The recommended PROCRIT regimens are:
- 300 Units/kg per day subcutaneously for 15 days total: administered daily for 10 days before surgery, on the day of surgery, and for 4 days after surgery.
- 600 Units/kg subcutaneously in 4 doses administered 21, 14, and 7 days before surgery and on the day of surgery.
Deep venous thrombosis prophylaxis is recommended during PROCRIT therapy [see Warnings and Precautions (5.1)].
Preparation and Administration
- Do not shake. Do not use PROCRIT that has been shaken or frozen.
- Protect vials from light.
- Parenteral drug products should be inspected visually for particulate matter and discoloration prior to administration. Do not use any vials exhibiting particulate matter or discoloration.
- Discard unused portions of PROCRIT in preservative-free vials. Do not re-enter preservative-free vials.
- Store unused portions of PROCRIT in multiple-dose vials at 36°F to 46°F (2°C to 8°C). Discard 21 days after initial entry.
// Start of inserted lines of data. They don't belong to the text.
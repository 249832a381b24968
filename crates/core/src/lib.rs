//! # Recruitr Core
//!
//! Domain types, traits, and error definitions for the Recruitr ATS
//! assistant. This crate has **no framework dependencies**. It defines the
//! domain model that all other crates implement against.
//!
//! ## Design Philosophy
//!
//! Every external collaborator is a trait here: the LLM ([`Provider`]), the
//! ATS data service ([`GraphQlExecutor`]) and the session store
//! ([`KvStore`]). Implementations live in their respective crates, and tests
//! swap in scripted ones.

pub mod error;
pub mod event;
pub mod graphql;
pub mod message;
pub mod provider;
pub mod store;
#[cfg(any(test, feature = "test-util"))]
pub mod testing;
pub mod tool;

// Re-export key types at crate root for ergonomics
pub use error::{Error, Result};
pub use event::{DomainEvent, EventBus, ResetReason};
pub use graphql::{Credential, GraphQlExecutor};
pub use message::{Conversation, Message, MessageToolCall, Role};
pub use provider::{Provider, ProviderRequest, ProviderResponse, ToolChoice, ToolDefinition};
pub use store::KvStore;
pub use tool::{CompositeTool, Invocation, ToolContext, ToolDescriptor, ToolOutcome, ToolRegistry};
- Do not dilute. Do not mix with other drug solutions except for admixing as described below:
Preservative-free PROCRIT from single-dose vials may be admixed in a syringe with bacteriostatic 0.9% sodium chloride injection, USP, with benzyl alcohol 0.9% (bacteriostatic saline) in a 1:1 ratio using aseptic technique at the time of administration. Do not mix PROCRIT with bacteriostatic saline when administering to pregnant women, lactating women, neonates, and infants [see Use in Specific Populations (8.1, 8.2, 8.4)].